- [SOURCE RECORDS]:
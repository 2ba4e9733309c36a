//! Contact and company property definitions.
//!
//! Both resources expose the same CRUD surface under different roots, so a
//! single set of builders is parameterized by [`SchemaKind`].

use serde_json::{Map, Value};

use crate::client::HubSpotClient;
use crate::error::ApiError;
use crate::http::{HttpRequest, HttpResponse};
use crate::params::Params;
use crate::resources::{elements, object};

pub const CONTACT_PROPERTIES_PATH: &str = "/contacts/v2/properties/";
pub const CONTACT_PROPERTY_BY_NAME_PATH: &str = "/contacts/v2/properties/named/:property_name";
pub const COMPANY_PROPERTIES_PATH: &str = "/companies/v2/properties/";
pub const COMPANY_PROPERTY_BY_NAME_PATH: &str = "/companies/v2/properties/named/:property_name";

#[derive(Debug, Clone, Copy, PartialEq, Eq)]
pub enum SchemaKind {
    Contact,
    Company,
}

impl SchemaKind {
    fn collection_path(self) -> &'static str {
        match self {
            SchemaKind::Contact => CONTACT_PROPERTIES_PATH,
            SchemaKind::Company => COMPANY_PROPERTIES_PATH,
        }
    }

    fn named_path(self) -> &'static str {
        match self {
            SchemaKind::Contact => CONTACT_PROPERTY_BY_NAME_PATH,
            SchemaKind::Company => COMPANY_PROPERTY_BY_NAME_PATH,
        }
    }
}

/// A property definition, kept as the raw JSON object.
#[derive(Debug, Clone, PartialEq)]
pub struct PropertySchema {
    pub name: Option<String>,
    pub properties: Map<String, Value>,
}

impl PropertySchema {
    pub fn from_value(value: &Value) -> Self {
        Self {
            name: value.get("name").and_then(Value::as_str).map(str::to_string),
            properties: object(value),
        }
    }

    pub fn get(&self, key: &str) -> Option<&Value> {
        self.properties.get(key)
    }
}

/// HubSpot group names are lower-case with underscores.
pub fn format_group_name(group_name: &str) -> String {
    group_name.to_lowercase().replace(' ', "_")
}

fn named(name: &str) -> Params {
    Params::new().with("property_name", name)
}

impl HubSpotClient {
    pub fn build_all_property_schemas(&self, kind: SchemaKind, params: &Params) -> Result<HttpRequest, ApiError> {
        self.build_get(kind.collection_path(), params)
    }

    pub fn parse_property_schemas(&self, response: HttpResponse) -> Result<Vec<PropertySchema>, ApiError> {
        let body: Value = self.parse_json(response)?;
        Ok(elements(&body, PropertySchema::from_value))
    }

    pub fn build_find_property_schema(&self, kind: SchemaKind, name: &str) -> Result<HttpRequest, ApiError> {
        self.build_get(kind.named_path(), &named(name))
    }

    pub fn parse_property_schema(&self, response: HttpResponse) -> Result<PropertySchema, ApiError> {
        let body: Value = self.parse_json(response)?;
        Ok(PropertySchema::from_value(&body))
    }

    /// Create a property in `group_name`; the group name is normalized.
    pub fn build_create_property_schema(
        &self,
        kind: SchemaKind,
        group_name: &str,
        definition: &Map<String, Value>,
    ) -> Result<HttpRequest, ApiError> {
        let mut body = definition.clone();
        body.insert("groupName".to_string(), Value::from(format_group_name(group_name)));
        self.build_post_json(kind.collection_path(), &Params::new(), Some(&body))
    }

    /// Update property `name`. A `groupName` in `definition` is normalized.
    pub fn build_update_property_schema(
        &self,
        kind: SchemaKind,
        name: &str,
        definition: &Map<String, Value>,
    ) -> Result<HttpRequest, ApiError> {
        let mut body = definition.clone();
        let group = body.get("groupName").and_then(Value::as_str).map(format_group_name);
        if let Some(group) = group {
            body.insert("groupName".to_string(), Value::from(group));
        }
        self.build_put_json(kind.named_path(), &named(name), Some(&body))
    }

    pub fn build_delete_property_schema(&self, kind: SchemaKind, name: &str) -> Result<HttpRequest, ApiError> {
        self.build_delete(kind.named_path(), &named(name))
    }
}

#[cfg(test)]
mod tests {
    use super::*;
    use crate::config::Config;
    use crate::http::HttpMethod;
    use serde_json::json;

    fn client() -> HubSpotClient {
        HubSpotClient::new(Config::new("demo"))
    }

    fn definition(value: Value) -> Map<String, Value> {
        value.as_object().cloned().unwrap()
    }

    #[test]
    fn group_names_are_normalized() {
        assert_eq!(format_group_name("Contact Information"), "contact_information");
        assert_eq!(format_group_name("ok"), "ok");
    }

    #[test]
    fn create_posts_to_collection_with_group() {
        let req = client()
            .build_create_property_schema(
                SchemaKind::Company,
                "Company Info",
                &definition(json!({"name": "size", "type": "string"})),
            )
            .unwrap();
        assert_eq!(req.url, "https://api.hubapi.com/companies/v2/properties/?hapikey=demo");
        let body: Value = serde_json::from_str(req.body.as_deref().unwrap()).unwrap();
        assert_eq!(body, json!({"name": "size", "type": "string", "groupName": "company_info"}));
    }

    #[test]
    fn update_and_delete_use_named_path() {
        let c = client();
        let req = c
            .build_update_property_schema(
                SchemaKind::Contact,
                "my property",
                &definition(json!({"groupName": "Contact Information"})),
            )
            .unwrap();
        assert_eq!(req.method, HttpMethod::Put);
        assert_eq!(
            req.url,
            "https://api.hubapi.com/contacts/v2/properties/named/my%20property?hapikey=demo"
        );
        let body: Value = serde_json::from_str(req.body.as_deref().unwrap()).unwrap();
        assert_eq!(body["groupName"], "contact_information");

        let req = c.build_delete_property_schema(SchemaKind::Contact, "email").unwrap();
        assert_eq!(req.method, HttpMethod::Delete);
        assert_eq!(req.url, "https://api.hubapi.com/contacts/v2/properties/named/email?hapikey=demo");
    }

    #[test]
    fn parse_schemas() {
        let response = HttpResponse {
            status: 200,
            headers: Vec::new(),
            body: r#"[{"name": "email", "groupName": "contactinformation"}, {"label": "nameless"}]"#.to_string(),
        };
        let schemas = client().parse_property_schemas(response).unwrap();
        assert_eq!(schemas[0].name.as_deref(), Some("email"));
        assert_eq!(schemas[1].name, None);
        assert_eq!(schemas[1].get("label"), Some(&json!("nameless")));
    }
}
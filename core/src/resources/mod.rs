//! Per-resource endpoints layered over the URL builder and property codec.
//!
//! Each submodule owns the path templates of one HubSpot resource, its typed
//! record, and a further `impl HubSpotClient` block with `build_*`/`parse_*`
//! pairs for every operation that resource supports.

pub mod blog;
pub mod company;
pub mod contact;
pub mod contact_list;
pub mod deal;
pub mod email;
pub mod engagement;
pub mod event;
pub mod form;
pub mod property_schema;
pub mod topic;

use serde_json::{Map, Value};

/// Map every element of `body[key]` through `f`. A missing or non-array
/// member yields an empty list.
pub(crate) fn members<T>(body: &Value, key: &str, f: impl Fn(&Value) -> T) -> Vec<T> {
    body.get(key)
        .and_then(Value::as_array)
        .map(|items| items.iter().map(f).collect())
        .unwrap_or_default()
}

/// Map every element of a top-level array through `f`.
pub(crate) fn elements<T>(body: &Value, f: impl Fn(&Value) -> T) -> Vec<T> {
    body.as_array()
        .map(|items| items.iter().map(f).collect())
        .unwrap_or_default()
}

pub(crate) fn object(value: &Value) -> Map<String, Value> {
    value.as_object().cloned().unwrap_or_default()
}

pub(crate) fn i64_list(value: Option<&Value>) -> Vec<i64> {
    value
        .and_then(Value::as_array)
        .map(|items| items.iter().filter_map(Value::as_i64).collect())
        .unwrap_or_default()
}
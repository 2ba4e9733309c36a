//! URL builder: path template interpolation and query-string encoding.
//!
//! # Design
//! A template such as `/contacts/v1/contact/vid/:contact_id/profile` is split
//! into literal text and `:name` placeholders by a small scanner. Each
//! placeholder is filled from the caller's parameters (falling back to the
//! configuration for `portal_id` and `hapikey`), and whatever parameters are
//! left over become the query string, in insertion order. The auth key always
//! comes last.
//!
//! The builder borrows its inputs and works on a private copy of the
//! parameters, so the caller's mapping is never mutated.

use percent_encoding::{utf8_percent_encode, AsciiSet, NON_ALPHANUMERIC};

use crate::config::Config;
use crate::error::BuildError;
use crate::params::{ParamValue, Params, Scalar};

/// Characters left untouched in path segments and query components.
const COMPONENT: &AsciiSet = &NON_ALPHANUMERIC
    .remove(b'-')
    .remove(b'_')
    .remove(b'.')
    .remove(b'~');

/// Query key carrying the API key.
pub const AUTH_PARAM: &str = "hapikey";
/// Placeholder and query key filled from the configured portal.
pub const PORTAL_ID_PARAM: &str = "portal_id";
/// Query key the tracking endpoint expects the portal id under.
pub const TRACK_PORTAL_PARAM: &str = "_a";

const BATCH_PREFIX: &str = "batch_";

/// Per-call overrides for [`build_url`].
#[derive(Debug, Clone, PartialEq, Eq)]
pub struct UrlOptions {
    /// Replaces the configured origin verbatim.
    pub base_url: Option<String>,
    /// Append `hapikey=<key>`. On by default.
    pub hapikey: bool,
    /// Append `_a=<portal id>` ahead of the auth key.
    pub portal_id_param: bool,
}

impl Default for UrlOptions {
    fn default() -> Self {
        Self {
            base_url: None,
            hapikey: true,
            portal_id_param: false,
        }
    }
}

impl UrlOptions {
    pub fn with_base_url(mut self, base_url: &str) -> Self {
        self.base_url = Some(base_url.trim_end_matches('/').to_string());
        self
    }

    pub fn without_hapikey(mut self) -> Self {
        self.hapikey = false;
        self
    }

    pub fn with_portal_id_param(mut self) -> Self {
        self.portal_id_param = true;
        self
    }
}

/// A piece of a path template.
#[derive(Debug, Clone, Copy, PartialEq, Eq)]
pub enum Token<'t> {
    Literal(&'t str),
    Placeholder(&'t str),
}

/// Split a template into literal runs and `:name` placeholders.
///
/// A placeholder name is `[A-Za-z_][A-Za-z0-9_]*`; a colon not followed by a
/// name start is kept as literal text.
pub fn tokenize(template: &str) -> Vec<Token<'_>> {
    let bytes = template.as_bytes();
    let mut tokens = Vec::new();
    let mut literal_start = 0;
    let mut i = 0;

    while i < bytes.len() {
        let starts_ident = bytes
            .get(i + 1)
            .is_some_and(|b| b.is_ascii_alphabetic() || *b == b'_');
        if bytes[i] != b':' || !starts_ident {
            i += 1;
            continue;
        }

        if literal_start < i {
            tokens.push(Token::Literal(&template[literal_start..i]));
        }
        let name_start = i + 1;
        let mut end = name_start;
        while end < bytes.len() && (bytes[end].is_ascii_alphanumeric() || bytes[end] == b'_') {
            end += 1;
        }
        tokens.push(Token::Placeholder(&template[name_start..end]));
        literal_start = end;
        i = end;
    }

    if literal_start < bytes.len() {
        tokens.push(Token::Literal(&template[literal_start..]));
    }
    tokens
}

/// Names of every placeholder in `template`, in order of appearance.
pub fn placeholders(template: &str) -> Vec<&str> {
    tokenize(template)
        .into_iter()
        .filter_map(|t| match t {
            Token::Placeholder(name) => Some(name),
            Token::Literal(_) => None,
        })
        .collect()
}

/// Render `template` and `params` into an absolute URL.
///
/// Fails with [`BuildError::ConfigurationError`] whenever `config` carries no
/// API key, regardless of whether this particular call would send it.
pub fn build_url(
    template: &str,
    params: &Params,
    config: &Config,
    options: &UrlOptions,
) -> Result<String, BuildError> {
    let api_key = config
        .api_key()
        .ok_or_else(|| BuildError::ConfigurationError("hapikey is not configured".to_string()))?;

    let mut remaining = params.clone();
    let path = interpolate(template, &mut remaining, config, api_key)?;
    // The configured key is the only one sent, and always last.
    remaining.remove(AUTH_PARAM);

    let mut pairs: Vec<(String, String)> = Vec::new();
    for (key, value) in remaining.iter() {
        push_query_pairs(&mut pairs, key, value);
    }
    if options.portal_id_param {
        let portal_id = require_portal_id(config)?;
        pairs.push((TRACK_PORTAL_PARAM.to_string(), encode(portal_id)));
    }
    if options.hapikey {
        pairs.push((AUTH_PARAM.to_string(), encode(api_key)));
    }

    let base_url = options.base_url.as_deref().unwrap_or_else(|| config.base_url());
    let mut url = format!("{base_url}{path}");
    if !pairs.is_empty() {
        url.push(if path.contains('?') { '&' } else { '?' });
        let query: Vec<String> = pairs.into_iter().map(|(k, v)| format!("{k}={v}")).collect();
        url.push_str(&query.join("&"));
    }

    tracing::trace!(template, url = %redact(&url, api_key), "rendered url");
    Ok(url)
}

fn interpolate(
    template: &str,
    remaining: &mut Params,
    config: &Config,
    api_key: &str,
) -> Result<String, BuildError> {
    let mut path = String::with_capacity(template.len());
    for token in tokenize(template) {
        match token {
            Token::Literal(text) => path.push_str(text),
            Token::Placeholder(name) => {
                let value = match remaining.remove(name) {
                    Some(value) => path_value(name, &value)?,
                    None if name == PORTAL_ID_PARAM => require_portal_id(config)?.to_string(),
                    None if name == AUTH_PARAM => api_key.to_string(),
                    None => return Err(BuildError::MissingInterpolation(name.to_string())),
                };
                path.push_str(&encode(&value));
            }
        }
    }
    Ok(path)
}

- [YOUR ASSIGNMENT]:
Please transcribe exactly the lines above from the line that has "pub mod event;" up to and including the line that has "and query-string encoding."; no other line belongs in the answer.

- [ANSWER BOX]:
pub mod event;
pub mod form;
pub mod property_schema;
pub mod topic;

use serde_json::{Map, Value};

/// Map every element of `body[key]` through `f`. A missing or non-array
/// member yields an empty list.
pub(crate) fn members<T>(body: &Value, key: &str, f: impl Fn(&Value) -> T) -> Vec<T> {
    body.get(key)
        .and_then(Value::as_array)
        .map(|items| items.iter().map(f).collect())
        .unwrap_or_default()
}

/// Map every element of a top-level array through `f`.
pub(crate) fn elements<T>(body: &Value, f: impl Fn(&Value) -> T) -> Vec<T> {
    body.as_array()
        .map(|items| items.iter().map(f).collect())
        .unwrap_or_default()
}

pub(crate) fn object(value: &Value) -> Map<String, Value> {
    value.as_object().cloned().unwrap_or_default()
}

pub(crate) fn i64_list(value: Option<&Value>) -> Vec<i64> {
    value
        .and_then(Value::as_array)
        .map(|items| items.iter().filter_map(Value::as_i64).collect())
        .unwrap_or_default()
}
repository 2ba4e9733309c36a
//! URL builder: path template interpolation and query-string encoding.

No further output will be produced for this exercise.